--- TASK DESCRIPTION ---
The requested output is every line from the one with "port is set up" through the last line below, printed exactly.
—————
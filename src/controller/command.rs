//! Command framing: chip select discipline, busy waits and the 6-byte
//! packet exchange with CRC retry.

use crate::bus::{Clock, SdSpi};
use crate::commands::{SdCommand, ResponseKind, SD_CMD55_APP_CMD};
use crate::crc::crc7;

use super::response::{BitField, R1Response, R1ResponseField};
use super::SdCard;

// First packet byte: start bit clear, transmission bit set.
const CMD_TRANSMISSION_BIT: u8 = 1 << 6;
// Last packet byte carries the stop bit alongside the CRC.
const CMD_STOP_BIT: u8 = 1 << 0;

impl<SPI: SdSpi, CLK: Clock> SdCard<SPI, CLK> {
    /// Run one command inside its own select/deselect pair.
    pub(crate) fn cmd(
        &mut self,
        command: SdCommand,
        argument: u32,
        response: Option<&mut u32>,
    ) -> R1Response {
        if !self.select() {
            self.log.log(format_args!("cmd({},{:X}) - Select timed out\n", command, argument));
            return R1Response::TIMEOUT;
        }

        let r1 = self.send_command_and_get_response(command, argument, response);

        self.deselect();
        r1
    }

    /// Assert chip select, prime the bus and wait for the card to report
    /// not-busy. On timeout the card is deselected again and the caller
    /// must give up.
    pub(crate) fn select(&mut self) -> bool {
        self.spi.set_chip_select(false);

        // Prime the card with one exchange before polling for busy. Count
        // the cases where this byte made the difference, to learn whether
        // it is needed at all: it only matters if it read 0xFF while the
        // following exchange would not.
        let response = self.spi.exchange(0xFF);
        if response == 0xFF && self.spi.exchange(0xFF) != 0xFF {
            self.diagnostics.select_first_exchange_required_count += 1;
        }

        if !self.wait_while_busy(self.config.select_busy_timeout_ms) {
            self.log.log(format_args!(
                "select() - {} msec time out\n",
                self.config.select_busy_timeout_ms
            ));
            self.deselect();
            return false;
        }

        true
    }

    /// Deassert chip select and give the card the eight extra clocks it
    /// needs after a transaction.
    pub(crate) fn deselect(&mut self) {
        self.spi.set_chip_select(true);
        self.spi.send(0xFF);
    }

    /// Poll until the card releases the data line (0xFF) or the deadline
    /// expires.
    pub(crate) fn wait_while_busy(&mut self, timeout_ms: u32) -> bool {
        let start = self.clock.now_ms();
        let mut response;
        let mut elapsed;
        loop {
            response = self.spi.exchange(0xFF);
            elapsed = self.clock.now_ms().wrapping_sub(start);
            if response == 0xFF || elapsed >= timeout_ms {
                break;
            }
        }

        if elapsed > self.diagnostics.maximum_wait_while_busy_ms {
            self.diagnostics.maximum_wait_while_busy_ms = elapsed;
        }

        if response != 0xFF {
            self.log.log(format_args!(
                "wait_while_busy({}) - Time out. Response=0x{:02X}\n",
                timeout_ms, response
            ));
            return false;
        }

        true
    }

    /// Frame and send a command packet, then collect its response. Retries
    /// the whole packet on CRC rejection. Chip select must already be low.
    ///
    /// Returns the R1 byte; `R1Response::TIMEOUT` when no valid response
    /// ever appeared.
    pub(crate) fn send_command_and_get_response(
        &mut self,
        command: SdCommand,
        argument: u32,
        mut response: Option<&mut u32>,
    ) -> R1Response {
        let mut prefix_app_command = command.app_command;
        let mut r1 = R1Response::TIMEOUT;

        for retry in 1..=self.config.crc_retries {
            // Application commands are announced with a CMD55 first.
            if prefix_app_command {
                let prefix = self.send_command_and_get_response(SD_CMD55_APP_CMD, 0, None);
                if prefix.has_errors() {
                    self.log.log(format_args!(
                        "send_command_and_get_response({},{:X}) - CMD55 prefix returned 0x{:02X}\n",
                        command, argument, prefix.0
                    ));
                    return prefix;
                }

                // Cycle chip select between CMD55 and the command itself.
                self.deselect();
                if !self.select() {
                    self.log.log(format_args!(
                        "send_command_and_get_response({},{:X}) - CMD55 prefix select timed out\n",
                        command, argument
                    ));
                    return R1Response::TIMEOUT;
                }
                prefix_app_command = false;
            }

            let mut packet = [0u8; 6];
            packet[0] = CMD_TRANSMISSION_BIT | (command.index & 0x3F);
            packet[1..5].copy_from_slice(&argument.to_be_bytes());
            packet[5] = (crc7(&packet[..5]) << 1) | CMD_STOP_BIT;
            for &byte in packet.iter() {
                self.spi.send(byte);
            }

            // CMD12's response hides behind one extra byte. Note when that
            // byte actually looked like a response, i.e. the padding read
            // was required.
            if command.index == 12 {
                let padding = R1Response(self.spi.exchange(0xFF));
                if padding.is_valid() && padding.has_errors() {
                    self.diagnostics.cmd12_padding_byte_required_count += 1;
                }
            }

            // Poll for a byte with the start bit clear.
            let mut failed_polls = 0u32;
            r1 = R1Response(self.spi.exchange(0xFF));
            while !r1.is_valid() {
                failed_polls += 1;
                if failed_polls >= self.config.r1_poll_max {
                    break;
                }
                r1 = R1Response(self.spi.exchange(0xFF));
            }
            if failed_polls > self.diagnostics.maximum_r1_response_poll_count {
                self.diagnostics.maximum_r1_response_poll_count = failed_polls;
            }

            if !r1.is_valid() {
                self.log.log(format_args!(
                    "send_command_and_get_response({},{:X}) - Timed out waiting for valid R1 response. r1=0x{:02X}\n",
                    command, argument, r1.0
                ));
                return R1Response::TIMEOUT;
            } else if r1.has(R1ResponseField::CommandCrc) {
                self.diagnostics.cmd_crc_error_count += 1;
                if retry > self.diagnostics.maximum_crc_retry_count {
                    self.diagnostics.maximum_crc_retry_count = retry;
                }
                continue;
            } else if r1.has_errors() {
                // Not logged here: callers may expect this (CMD8 probing on
                // v1 cards) and will log it otherwise.
                return r1;
            }

            match command.response {
                ResponseKind::R1 => {}
                ResponseKind::R1R7 | ResponseKind::R1R3 => {
                    let mut tail = 0u32;
                    for _ in 0..4 {
                        tail = tail << 8 | self.spi.exchange(0xFF) as u32;
                    }
                    if let Some(out) = response.take() {
                        *out = tail;
                    }
                }
                ResponseKind::R1R2 => {
                    let tail = self.spi.exchange(0xFF) as u32;
                    if let Some(out) = response.take() {
                        *out = tail;
                    }
                }
            }
            return r1;
        }

        self.log.log(format_args!(
            "send_command_and_get_response({},{:X}) - Failed CRC check {} times\n",
            command, argument, self.config.crc_retries
        ));
        r1
    }
}
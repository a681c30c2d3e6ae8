//! DMA-assisted implementation of the serial exchange engine, plus a plain
//! blocking fallback for hosts without the DMA peripheral.

mod exchange;
pub mod hal;
mod ssp;
mod transfer;

pub use hal::BlockingSpi;
pub use ssp::{DmaSink, DmaSource, SspDma};

/// Depth of the peripheral receive FIFO. Pending discarded reads never
/// exceed this.
pub const FIFO_DEPTH: usize = 8;

/// Serial exchange engine over a FIFO-backed synchronous serial port with a
/// pair of DMA channels.
///
/// Owns the port and the chip select line for its lifetime. The port's DMA
/// channels are acquired by the [`SspDma`] implementor at construction and
/// released when it is dropped.
pub struct SpiDma<SSP, CS> {
    ssp: SSP,
    cs: CS,
    reads_to_discard: usize,
    byte_count: u32,
}

impl<SSP, CS> SpiDma<SSP, CS>
where
    SSP: SspDma,
    CS: embedded_hal::digital::v2::OutputPin,
{
    /// Take ownership of the port and chip select pin. The port is set up
    /// for 8-bit mode-0 frames and the card is deselected.
    pub fn new(ssp: SSP, cs: CS) -> Self {
        let mut spi = Self { ssp, cs, reads_to_discard: 0, byte_count: 0 };
        spi.ssp.configure(8, 0);
        spi.cs.set_high().ok();
        spi
    }

    /// Release the port and pin.
    pub fn free(self) -> (SSP, CS) {
        (self.ssp, self.cs)
    }
}

#[cfg(test)]
pub(crate) mod sim;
—————
--- PROBLEM SOLUTION ---
    /// Take ownership of the port and chip select pin. The port is set up
    /// for 8-bit mode-0 frames and the card is deselected.
    pub fn new(ssp: SSP, cs: CS) -> Self {
        let mut spi = Self { ssp, cs, reads_to_discard: 0, byte_count: 0 };
        spi.ssp.configure(8, 0);
        spi.cs.set_high().ok();
        spi
    }

    /// Release the port and pin.
    pub fn free(self) -> (SSP, CS) {
        (self.ssp, self.cs)
    }
}

#[cfg(test)]
pub(crate) mod sim;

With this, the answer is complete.